Web Scraping with Node.js, Puppeteer and AWS SAM

September 15, 2024 (1mo ago)

API scraping is the process of extracting data from websites using automated tools or scripts. It's a powerful technique for gathering information that can be used for a variety of purposes, such as market research, price monitoring, and data analysis. In this guide, we'll explore how to perform web scraping using Node.js, Puppeteer, and AWS SAM.

Prerequisites

Before we begin, ensure you have the following prerequisites:

  1. Node.js and npm installed
  2. AWS Account
  3. AWS SAM CLI installed
  4. SmartProxy AgentURL

Creating the Lambda Function

We'll create a simple Lambda function using AWS SAM. First, install the SAM CLI if you haven't already:

npm install -g aws-sam-cli

Then we run the sam init command to initialize the project:

sam init

We select the 1 - AWS Quick Start Templates template, the 6 - Standalone function and the 3 - nodejs20.x runtime.

Setting Up the Project

Next, we'll install the necessary dependencies:

npm install axios axios-retry https-proxy-agent

Creating an HTTP Agent

Setup the SmartProxy Agent URL as an environment variable.

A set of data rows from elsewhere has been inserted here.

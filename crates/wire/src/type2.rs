//! Decoder for layout 2, the revision with little-endian counters.
//!
//! Byte map of the 16-byte record:
//!
//! ```text
//! offset  field
//! ------  -------------------------------------------
//!  0..5   start: minute, hour, day, month, year-2000
//!  5..10  end:   minute, hour, day, month, year-2000
//! 10..12  treatment, little-endian u16
//! 12..14  leakage, little-endian u16
//! 14..16  timezone, little-endian i16
//! ```
//!
//! Month bytes are stored modulo 12 with 0 standing for December. The
//! timezone word is minutes east of UTC when it reaches a full hour in
//! either direction; smaller magnitudes are passed through as-is.

use crate::record::{device_datetime, Compliance, RECORD_LEN};

const TZ_MINUTES_THRESHOLD: i16 = 60;

/// Month byte to calendar month, folding the device's 0-11 wheel onto
/// 1-12 with 0 meaning December.
fn wrap_month(byte: u8) -> u32 {
    match u32::from(byte) % 12 {
        0 => 12,
        m => m,
    }
}

/// Decodes a layout-2 record. Returns `None` only when `bytes` is not
/// exactly [`RECORD_LEN`] long; invalid calendar fields instead produce a
/// record with nil endpoints.
pub fn decode(bytes: &[u8]) -> Option<Compliance> {
    if bytes.len() != RECORD_LEN {
        return None;
    }

    let start = device_datetime(
        2000 + i32::from(bytes[4]),
        wrap_month(bytes[3]),
        u32::from(bytes[2]),
        u32::from(bytes[1]),
        u32::from(bytes[0]),
    );
    let end = device_datetime(
        2000 + i32::from(bytes[9]),
        wrap_month(bytes[8]),
        u32::from(bytes[7]),
        u32::from(bytes[6]),
        u32::from(bytes[5]),
    );

    let treatment = u32::from(u16::from_le_bytes([bytes[10], bytes[11]]));
    let leakage = u32::from(u16::from_le_bytes([bytes[12], bytes[13]]));

    let raw = i16::from_le_bytes([bytes[14], bytes[15]]);
    let timezone = if raw >= TZ_MINUTES_THRESHOLD || raw <= -TZ_MINUTES_THRESHOLD {
        f64::from(raw) / 60.0
    } else {
        f64::from(raw)
    };

    Some(Compliance {
        start,
        end,
        treatment,
        leakage,
        timezone,
        ..Compliance::default()
    })
}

export SMARTPROXY_AGENT=your_agent_url_here

We'll create an HTTP agent to rotate the IP address of the proxy server.

const { HttpsProxyAgent } = require("https-proxy-agent");
 
const proxyAgentHTTPS = new HttpsProxyAgent(AGENT, {
  secureProtocol: "TLSv1_2_method", // Force TLS 1.2
});
 
export const HTTP_CLIENT = axios.create({
  httpsAgent: PLATFORM === "LAMBDA" ? httpsAgent : undefined,
  httpAgent: PLATFORM === "LAMBDA" ? httpAgent : undefined,
});
axiosRetry(client, {
  retries: 3, // Retry 3 times
  retryCondition: (error) => {
    // Retry on 403 status code
    return (
      axiosRetry.isNetworkOrIdempotentRequestError(error) ||
      error.response?.status === 403
    );
  },
  onRetry(retryCount, error, requestConfig) {
    console.log(`Retry attempt #${retryCount} for ${requestConfig.url}`);
  },
});

Creating an API with the HTTP Agent

We'll create an API with the HTTP agent to rotate the IP address of the proxy server.

const axios = require("axios");
export const API = () => {
  const http = HTTP_CLIENT();
  return {
    get: (url) => {
      return http.get(url);
    },
    post: (url, data) => {
      return http.post(url, data);
    },
  };
};

Modifing the lambda handler

We'll modify the lambda function to use the API with the HTTP agent.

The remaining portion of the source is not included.